(Collection entries)
--- START ---

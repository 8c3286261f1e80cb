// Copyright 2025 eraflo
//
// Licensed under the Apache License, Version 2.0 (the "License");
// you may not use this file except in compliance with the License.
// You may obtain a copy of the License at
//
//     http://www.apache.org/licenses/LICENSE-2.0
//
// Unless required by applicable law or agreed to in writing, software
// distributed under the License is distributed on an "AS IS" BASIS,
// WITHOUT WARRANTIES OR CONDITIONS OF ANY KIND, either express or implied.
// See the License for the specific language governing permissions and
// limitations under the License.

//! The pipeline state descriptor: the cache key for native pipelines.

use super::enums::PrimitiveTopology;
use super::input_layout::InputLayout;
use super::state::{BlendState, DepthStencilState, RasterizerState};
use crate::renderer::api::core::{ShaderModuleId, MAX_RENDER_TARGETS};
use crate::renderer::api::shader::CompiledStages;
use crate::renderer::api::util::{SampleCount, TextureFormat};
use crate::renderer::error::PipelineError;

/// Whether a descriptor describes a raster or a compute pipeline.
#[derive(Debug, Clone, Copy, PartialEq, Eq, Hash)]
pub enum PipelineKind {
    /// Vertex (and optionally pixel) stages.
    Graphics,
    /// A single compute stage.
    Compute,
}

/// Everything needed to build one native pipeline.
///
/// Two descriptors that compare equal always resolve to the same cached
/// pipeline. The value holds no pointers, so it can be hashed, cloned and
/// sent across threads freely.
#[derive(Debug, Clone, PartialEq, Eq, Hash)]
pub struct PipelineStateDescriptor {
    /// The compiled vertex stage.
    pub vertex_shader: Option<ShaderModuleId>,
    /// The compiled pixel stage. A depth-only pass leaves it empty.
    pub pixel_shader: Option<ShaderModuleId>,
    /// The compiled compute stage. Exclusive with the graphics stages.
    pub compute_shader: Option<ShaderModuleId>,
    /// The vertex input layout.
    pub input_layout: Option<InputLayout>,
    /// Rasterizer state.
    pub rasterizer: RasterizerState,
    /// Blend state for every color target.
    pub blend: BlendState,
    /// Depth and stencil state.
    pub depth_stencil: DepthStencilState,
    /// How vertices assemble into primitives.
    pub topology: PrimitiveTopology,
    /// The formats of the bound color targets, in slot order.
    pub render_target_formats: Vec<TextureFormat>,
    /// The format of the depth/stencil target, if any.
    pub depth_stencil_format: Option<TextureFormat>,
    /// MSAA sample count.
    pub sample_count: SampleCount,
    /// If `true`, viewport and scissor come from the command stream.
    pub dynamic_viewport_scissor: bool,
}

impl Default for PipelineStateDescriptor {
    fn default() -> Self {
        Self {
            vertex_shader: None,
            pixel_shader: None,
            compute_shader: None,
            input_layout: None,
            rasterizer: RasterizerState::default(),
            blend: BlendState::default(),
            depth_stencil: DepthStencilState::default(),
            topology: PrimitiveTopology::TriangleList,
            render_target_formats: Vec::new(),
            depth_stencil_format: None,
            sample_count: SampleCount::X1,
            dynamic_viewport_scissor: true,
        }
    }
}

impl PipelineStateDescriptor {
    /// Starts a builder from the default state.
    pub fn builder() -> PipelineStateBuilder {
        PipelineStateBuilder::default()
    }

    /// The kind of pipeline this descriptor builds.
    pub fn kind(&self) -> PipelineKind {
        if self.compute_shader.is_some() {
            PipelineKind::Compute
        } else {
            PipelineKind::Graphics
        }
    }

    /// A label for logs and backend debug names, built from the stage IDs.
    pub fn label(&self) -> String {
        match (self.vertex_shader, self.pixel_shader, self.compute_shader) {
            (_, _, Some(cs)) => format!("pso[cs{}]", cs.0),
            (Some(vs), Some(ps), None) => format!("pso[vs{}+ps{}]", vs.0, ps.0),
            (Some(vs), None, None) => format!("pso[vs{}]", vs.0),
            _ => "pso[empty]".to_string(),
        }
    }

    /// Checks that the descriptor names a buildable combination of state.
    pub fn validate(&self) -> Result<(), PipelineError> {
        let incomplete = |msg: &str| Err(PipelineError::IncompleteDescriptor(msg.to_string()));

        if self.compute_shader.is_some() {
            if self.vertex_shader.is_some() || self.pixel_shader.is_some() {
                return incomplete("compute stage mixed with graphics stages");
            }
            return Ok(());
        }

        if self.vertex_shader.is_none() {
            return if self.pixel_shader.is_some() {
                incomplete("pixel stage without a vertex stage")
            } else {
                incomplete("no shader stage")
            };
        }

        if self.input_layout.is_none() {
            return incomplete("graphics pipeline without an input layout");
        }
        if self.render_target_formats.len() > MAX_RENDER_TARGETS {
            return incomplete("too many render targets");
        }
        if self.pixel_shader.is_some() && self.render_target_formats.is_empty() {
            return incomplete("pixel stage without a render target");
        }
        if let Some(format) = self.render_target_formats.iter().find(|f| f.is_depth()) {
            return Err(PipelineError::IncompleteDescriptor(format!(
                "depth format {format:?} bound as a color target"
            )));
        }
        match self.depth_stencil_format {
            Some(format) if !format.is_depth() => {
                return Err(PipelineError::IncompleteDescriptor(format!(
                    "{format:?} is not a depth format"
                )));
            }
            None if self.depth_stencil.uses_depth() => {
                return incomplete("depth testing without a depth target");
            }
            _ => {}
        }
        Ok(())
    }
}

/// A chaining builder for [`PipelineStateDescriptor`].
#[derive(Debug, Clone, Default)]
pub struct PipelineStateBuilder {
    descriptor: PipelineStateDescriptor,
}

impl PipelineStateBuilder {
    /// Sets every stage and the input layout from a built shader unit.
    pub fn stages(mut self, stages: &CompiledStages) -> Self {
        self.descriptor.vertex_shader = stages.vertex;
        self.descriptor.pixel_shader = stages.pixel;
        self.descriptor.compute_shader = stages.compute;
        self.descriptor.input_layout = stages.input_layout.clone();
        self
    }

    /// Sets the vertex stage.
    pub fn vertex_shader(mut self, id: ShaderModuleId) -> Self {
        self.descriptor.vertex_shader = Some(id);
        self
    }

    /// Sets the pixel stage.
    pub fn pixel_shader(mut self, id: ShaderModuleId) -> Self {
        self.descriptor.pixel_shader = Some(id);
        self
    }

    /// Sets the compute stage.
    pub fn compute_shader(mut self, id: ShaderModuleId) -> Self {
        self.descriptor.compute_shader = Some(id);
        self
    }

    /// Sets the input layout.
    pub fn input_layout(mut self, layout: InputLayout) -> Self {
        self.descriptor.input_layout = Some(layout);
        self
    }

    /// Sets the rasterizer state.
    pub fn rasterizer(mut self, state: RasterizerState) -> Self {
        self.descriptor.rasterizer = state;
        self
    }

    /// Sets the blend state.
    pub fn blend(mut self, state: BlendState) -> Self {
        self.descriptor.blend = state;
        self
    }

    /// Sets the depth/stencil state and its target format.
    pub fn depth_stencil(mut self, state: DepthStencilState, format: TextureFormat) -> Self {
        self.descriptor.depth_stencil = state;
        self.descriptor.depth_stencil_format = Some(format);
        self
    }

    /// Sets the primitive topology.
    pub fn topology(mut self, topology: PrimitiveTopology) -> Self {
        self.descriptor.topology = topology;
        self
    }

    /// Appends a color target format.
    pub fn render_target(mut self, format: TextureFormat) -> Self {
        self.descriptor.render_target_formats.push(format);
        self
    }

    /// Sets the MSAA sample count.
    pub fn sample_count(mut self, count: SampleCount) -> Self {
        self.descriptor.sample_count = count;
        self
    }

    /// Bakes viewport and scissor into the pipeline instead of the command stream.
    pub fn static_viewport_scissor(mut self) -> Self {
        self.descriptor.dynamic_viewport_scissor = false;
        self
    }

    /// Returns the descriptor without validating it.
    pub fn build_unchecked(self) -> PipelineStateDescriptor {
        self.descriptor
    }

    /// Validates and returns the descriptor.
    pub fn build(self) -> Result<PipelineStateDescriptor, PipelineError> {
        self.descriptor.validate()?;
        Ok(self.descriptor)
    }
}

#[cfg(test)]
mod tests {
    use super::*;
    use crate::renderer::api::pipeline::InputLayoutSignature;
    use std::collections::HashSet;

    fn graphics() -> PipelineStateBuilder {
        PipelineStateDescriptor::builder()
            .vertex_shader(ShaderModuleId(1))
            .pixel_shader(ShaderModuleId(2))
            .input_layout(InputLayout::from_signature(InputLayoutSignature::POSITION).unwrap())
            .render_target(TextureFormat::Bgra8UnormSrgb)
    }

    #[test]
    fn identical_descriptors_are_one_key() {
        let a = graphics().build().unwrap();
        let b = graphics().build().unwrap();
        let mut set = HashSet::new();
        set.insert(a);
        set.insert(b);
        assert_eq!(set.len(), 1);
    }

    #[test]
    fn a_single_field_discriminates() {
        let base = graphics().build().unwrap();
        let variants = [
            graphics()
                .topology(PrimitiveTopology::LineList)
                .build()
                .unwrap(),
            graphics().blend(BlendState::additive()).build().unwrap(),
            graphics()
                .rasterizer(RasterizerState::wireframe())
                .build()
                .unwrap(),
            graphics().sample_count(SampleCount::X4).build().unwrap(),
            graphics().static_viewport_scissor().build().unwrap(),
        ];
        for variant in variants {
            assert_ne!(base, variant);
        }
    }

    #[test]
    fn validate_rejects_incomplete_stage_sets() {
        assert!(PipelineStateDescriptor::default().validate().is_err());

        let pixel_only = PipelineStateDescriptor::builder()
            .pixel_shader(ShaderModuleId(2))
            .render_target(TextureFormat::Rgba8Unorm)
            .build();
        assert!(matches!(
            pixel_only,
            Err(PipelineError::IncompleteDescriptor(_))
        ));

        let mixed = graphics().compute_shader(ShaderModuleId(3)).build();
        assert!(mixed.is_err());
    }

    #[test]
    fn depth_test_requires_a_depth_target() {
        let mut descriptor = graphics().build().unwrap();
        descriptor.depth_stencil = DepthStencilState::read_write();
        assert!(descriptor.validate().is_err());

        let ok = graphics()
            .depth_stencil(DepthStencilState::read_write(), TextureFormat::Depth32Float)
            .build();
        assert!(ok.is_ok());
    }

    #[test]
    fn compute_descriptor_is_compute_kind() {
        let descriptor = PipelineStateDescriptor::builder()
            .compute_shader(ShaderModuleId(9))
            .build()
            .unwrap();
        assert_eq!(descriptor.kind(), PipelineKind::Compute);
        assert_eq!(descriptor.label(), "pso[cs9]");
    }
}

--- END ---

**What you need to do:** Your reply should hold only the lines from the first line of the records through the one with "use crate::renderer::api::shader::CompiledStages;", reproduced word for word.

**Task answer:**
repository 8c3286261f1e80cb
// Copyright 2025 eraflo
//
// Licensed under the Apache License, Version 2.0 (the "License");
// you may not use this file except in compliance with the License.
// You may obtain a copy of the License at
//
//     http://www.apache.org/licenses/LICENSE-2.0
//
// Unless required by applicable law or agreed to in writing, software
// distributed under the License is distributed on an "AS IS" BASIS,
// WITHOUT WARRANTIES OR CONDITIONS OF ANY KIND, either express or implied.
// See the License for the specific language governing permissions and
// limitations under the License.

//! The pipeline state descriptor: the cache key for native pipelines.

use super::enums::PrimitiveTopology;
use super::input_layout::InputLayout;
use super::state::{BlendState, DepthStencilState, RasterizerState};
use crate::renderer::api::core::{ShaderModuleId, MAX_RENDER_TARGETS};
use crate::renderer::api::shader::CompiledStages;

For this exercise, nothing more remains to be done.